Si la France veut être le leader mondial de la transition écologique, elle a plutôt besoin de deux concurrents dynamiques, pas d'un détenteur de monopole paresseux. Le vrai problème est que Veolia et Suez ont besoin d'un meilleur accès au capital pour réaliser leurs ambitions. Mais tous les deux se retrouvent à devoir réduire leurs coûts pour satisfaire leurs actionnaires. Réunir les deux entreprises doublerait le problème et mettrait probablement fin à la domination française dans le secteur environnemental.

À bien des égards, c'est un échec du capitalisme français. S'il y avait plus d'un grand acteur du private equity (Ardian), et que cet acteur du private equity n'avait pas à regarder par-dessus son épaule ce que les politiciens pensent tout le temps, alors ce problème aurait été résolu il y a des années. Le fait est que si vous avez l'ambition de mener la transition écologique à l'échelle mondiale, vous avez besoin d'investisseurs qui ne sont pas obsédés par le dividende du prochain trimestre, ni n'essaient de flatter les politiques.

Pourquoi doutez-vous de la logique industrielle de l'opération ?

Au niveau international, dans le marché des services à l'environnement, les principales opportunités de croissance se situent désormais dans les technologies et dans les services à l'industrie. Suez et Veolia sont le numéro un et le numéro deux sur ce marché. Et bien qu'il y ait généralement beaucoup de concurrence au niveau local, aucune autre entreprise n'est aujourd'hui en mesure de fournir des solutions globales complètes pour l'eau et les déchets aux multinationales. Or, l'opération créerait beaucoup de duplications dans l'offre, et réduirait la concurrence.

Cela dit, étant donné que la plupart des régulateurs de la concurrence ne s'intéressent qu'à leurs marchés intérieurs, il est possible qu'ils ne s'opposent pas à l'accord, par manque d'intérêt pour les besoins des multinationales. La réglementation de la concurrence se fait au niveau de l'UE et de chaque pays, mais pas au niveau mondial. Il sera donc possible de convaincre les régulateurs de n'importe quel marché unique que l'accord ne nuit pas à la concurrence sur ce marché. Il n'empêche que si vous prenez du recul et regardez la situation mondiale, vous verrez qu'il n'y a que deux entreprises capables d'offrir une expertise et des technologies de haut niveau aux multinationales où qu'elles se trouvent.

Suez affirme qu'un seul acteur aurait deux fois moins de chances de décrocher des contrats. Est-ce que cela vous semble probable ?
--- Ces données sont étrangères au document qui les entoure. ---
impl MetadataManager {
    pub fn new(config: Arc<ServerConfig>) -> Self {
        Self {
            config,
            write_lock: Arc::new(Mutex::new(())),
        }
    }

    /// Workbook file name for an uploaded file
    pub fn workbook_name(original_file_name: &str) -> String {
        format!("{}{}", document_key(original_file_name), WORKBOOK_SUFFIX)
    }

    fn path_for(&self, workbook_name: &str) -> Result<PathBuf> {
        validate_plain_filename(workbook_name)?;
        if split_extension(workbook_name).1.as_deref() != Some("xlsx") {
            return Err(Error::InvalidInput(format!(
                "Metadata file must be an .xlsx workbook: {}",
                workbook_name
            )));
        }
        Ok(self.config.metadata_dir().join(workbook_name))
    }

    /// Name of the existing workbook for `file_name`, if one was created
    pub async fn find_for_file(&self, file_name: &str) -> Result<Option<String>> {
        let name = Self::workbook_name(file_name);
        let path = self.path_for(&name)?;
        Ok(tokio::fs::try_exists(&path).await?.then_some(name))
    }

    /// Create (or recreate) the workbook for an uploaded file
    pub async fn create(&self, request: CreateMetadataRequest) -> Result<(String, MetadataWorkbook)> {
        let stored = request.original_file_name.clone();
        let sheets = file_reader::with_file(&self.config, &stored, file_reader::read_all_sheets).await?;
        let file_path = file_reader::locate(&self.config, &stored)?.path;
        let size = tokio::fs::metadata(&file_path).await?.len();

        let (row_count, column_count) = sheets
            .first()
            .map(|(_, grid)| (grid.rows.len(), grid.headers.len()))
            .unwrap_or((0, 0));
        let now = time::now_rfc3339();

        let workbook = MetadataWorkbook {
            file_info: MetadataFileInfo {
                original_file_name: request.original_file_name.clone(),
                stored_file_name: stored.clone(),
                file_size: size,
                file_type: split_extension(&stored).1.unwrap_or_default(),
                sheet_count: sheets.len(),
                row_count,
                column_count,
                brand_name: request.brand_name.clone(),
                analysis_type: request.analysis_type.clone(),
                created_at: now.clone(),
            },
            processing_log: vec![LogEntry {
                timestamp: now,
                step: "created".to_string(),
                status: "completed".to_string(),
                details: format!("Metadata created for {}", stored),
            }],
            filter_columns: Vec::new(),
            brand_info: BrandInfo {
                client_brand: request.brand_name,
                ..Default::default()
            },
        };

        let name = Self::workbook_name(&stored);
        let path = self.path_for(&name)?;
        {
            let _guard = self.write_lock.lock().await;
            let to_write = workbook.clone();
            tokio::task::spawn_blocking(move || write_workbook(&path, &to_write))
                .await
                .map_err(|e| Error::Internal(format!("Metadata write task failed: {}", e)))??;
        }

        info!(metadata_file = %name, file = %stored, "Created metadata workbook");
        Ok((name, workbook))
    }

    pub async fn read(&self, workbook_name: &str) -> Result<MetadataWorkbook> {
        let path = self.path_for(workbook_name)?;
        if !tokio::fs::try_exists(&path).await? {
            return Err(Error::NotFound(format!("Metadata file not found: {}", workbook_name)));
        }
        tokio::task::spawn_blocking(move || read_workbook(&path))
            .await
            .map_err(|e| Error::Internal(format!("Metadata read task failed: {}", e)))?
    }

    /// Read, apply `f`, rewrite. Serialized across all workbooks.
    async fn modify<F>(&self, workbook_name: &str, f: F) -> Result<MetadataWorkbook>
    where
        F: FnOnce(&mut MetadataWorkbook) + Send + 'static,
    {
        let path = self.path_for(workbook_name)?;
        let _guard = self.write_lock.lock().await;
        if !tokio::fs::try_exists(&path).await? {
            return Err(Error::NotFound(format!("Metadata file not found: {}", workbook_name)));
        }
        tokio::task::spawn_blocking(move || {
            let mut workbook = read_workbook(&path)?;
            f(&mut workbook);
            write_workbook(&path, &workbook)?;
            Ok(workbook)
        })
        .await
        .map_err(|e| Error::Internal(format!("Metadata update task failed: {}", e)))?
    }

    pub async fn append_log(&self, workbook_name: &str, request: LogRequest) -> Result<MetadataWorkbook> {
        if request.step.trim().is_empty() {
            return Err(Error::InvalidInput("Log step is required".to_string()));
        }
        self.modify(workbook_name, move |wb| {
            wb.processing_log.push(LogEntry {
                timestamp: time::now_rfc3339(),
                step: request.step,
                status: request.status,
                details: request.details,
            });
        })
        .await
    }

    /// Replace the FilterColumns sheet and log the change
    pub async fn set_filters(&self, workbook_name: &str, columns: Vec<String>) -> Result<MetadataWorkbook> {
        self.modify(workbook_name, move |wb| {
            let now = time::now_rfc3339();
            wb.filter_columns = columns
                .iter()
                .enumerate()
                .map(|(i, column)| FilterColumnEntry {
                    column_name: column.clone(),
                    order: i + 1,
                    added_at: now.clone(),
                })
                .collect();
            wb.processing_log.push(LogEntry {
                timestamp: now,
                step: "filters".to_string(),
                status: "completed".to_string(),
                details: format!("{} filter column(s) selected", columns.len()),
            });
        })
        .await
    }

    /// Replace the BrandInfo sheet and log the change; an absent target variable keeps the stored one
    pub async fn set_brand_info(&self, workbook_name: &str, mut info: BrandInfo) -> Result<MetadataWorkbook> {
        self.modify(workbook_name, move |wb| {
            let now = time::now_rfc3339();
            info.updated_at = Some(now.clone());
            if info.target_variable.is_none() {
                info.target_variable = wb.brand_info.target_variable.take();
            }
            let details = format!(
                "Brand categorization: {} competitor(s), {} halo brand(s)",
                info.competitors.len(),
                info.halo_brands.len()
            );
            wb.brand_info = info;
            wb.processing_log.push(LogEntry {
                timestamp: now,
                step: "brand_categorization".to_string(),
                status: "completed".to_string(),
                details,
            });
        })
        .await
    }

    /// Delete every workbook whose name matches `predicate`; returns removed names
    pub async fn delete_matching<P>(&self, predicate: P) -> Result<Vec<String>>
    where
        P: Fn(&str) -> bool,
    {
        let _guard = self.write_lock.lock().await;
        remove_matching_files(&self.config.metadata_dir(), predicate).await
    }
}

/// Best-effort removal of regular files in `dir` whose name matches
pub(crate) async fn remove_matching_files<P>(dir: &Path, predicate: P) -> Result<Vec<String>>
where
    P: Fn(&str) -> bool,
{
    let mut removed = Vec::new();
    let mut entries = match tokio::fs::read_dir(dir).await {
        Ok(entries) => entries,
        Err(e) if e.kind() == std::io::ErrorKind::NotFound => return Ok(removed),
        Err(e) => return Err(e.into()),
    };

    while let Some(entry) = entries.next_entry().await? {
        let name = entry.file_name().to_string_lossy().to_string();
        if !entry.file_type().await?.is_file() || !predicate(&name) {
            continue;
        }
        match tokio::fs::remove_file(entry.path()).await {
            Ok(()) => removed.push(name),
            Err(e) => warn!(file = %name, error = %e, "Failed to remove file during cleanup"),
        }
    }

    removed.sort();
    Ok(removed)
}

fn xlsx_error(err: XlsxError) -> Error {
    Error::Internal(format!("Failed to write metadata workbook: {}", err))
}

fn write_pairs(sheet: &mut Worksheet, pairs: &[(&str, String)]) -> std::result::Result<(), XlsxError> {
    sheet.write_string(0, 0, "Property")?;
    sheet.write_string(0, 1, "Value")?;
    for (i, (key, value)) in pairs.iter().enumerate() {
        let row = (i + 1) as u32;
        sheet.write_string(row, 0, *key)?;
        sheet.write_string(row, 1, value)?;
    }
    Ok(())
}

fn write_table(
    sheet: &mut Worksheet,
    headers: &[&str],
    rows: &[Vec<String>],
) -> std::result::Result<(), XlsxError> {
    for (col, header) in headers.iter().enumerate() {
        sheet.write_string(0, col as u16, *header)?;
    }
    for (i, row) in rows.iter().enumerate() {
        for (col, value) in row.iter().enumerate() {
            sheet.write_string((i + 1) as u32, col as u16, value)?;
        }
    }
    Ok(())
}

fn file_info_pairs(info: &MetadataFileInfo) -> Vec<(&'static str, String)> {
    vec![
        ("Original File Name", info.original_file_name.clone()),
        ("Stored File Name", info.stored_file_name.clone()),
        ("File Size (bytes)", info.file_size.to_string()),
        ("File Type", info.file_type.clone()),
        ("Sheet Count", info.sheet_count.to_string()),
        ("Row Count", info.row_count.to_string()),
        ("Column Count", info.column_count.to_string()),
        ("Brand Name", info.brand_name.clone().unwrap_or_default()),
        ("Analysis Type", info.analysis_type.clone().unwrap_or_default()),
        ("Created At", info.created_at.clone()),
    ]
}

fn brand_info_pairs(info: &BrandInfo) -> Vec<(&'static str, String)> {
    vec![
        ("Client Brand", info.client_brand.clone().unwrap_or_default()),
        ("Competitors", info.competitors.join(LIST_SEPARATOR)),
        ("Halo Brands", info.halo_brands.join(LIST_SEPARATOR)),
        ("Target Variable", info.target_variable.clone().unwrap_or_default()),
        ("Updated At", info.updated_at.clone().unwrap_or_default()),
    ]
}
Il est certes vrai que 1 plus 1 est inférieur à 2, même s'il est probablement supérieur à 1. Une grande partie de l'activité de Veolia et Suez repose sur des offres basses dans les appels d'offres publics. Réunir les deux entreprises ne permettra pas à la société fusionnée de faire une offre inférieure à ce que chacune aurait pu faire séparément. Cela signifie qu'au lieu d'avoir deux chances de gagner, ils n'en auront qu'une. On n'est pas dans un marché où l'échelle garantit le succès: l'expertise et l'ingéniosité sont plus importantes. Une éventuelle fusion peut en revanche être plus avantageuse sur le marché industriel, où les appels d'offres ouverts sont moins fréquents et une présence au niveau mondial compte. Mais les clients aiment la variété. La fusion pourrait donc plutôt créer une opportunité pour des acteurs de deuxième niveau comme Saur -qui a récemment acheté le spécialiste industriel Nijhuis dans le Pays-Bas.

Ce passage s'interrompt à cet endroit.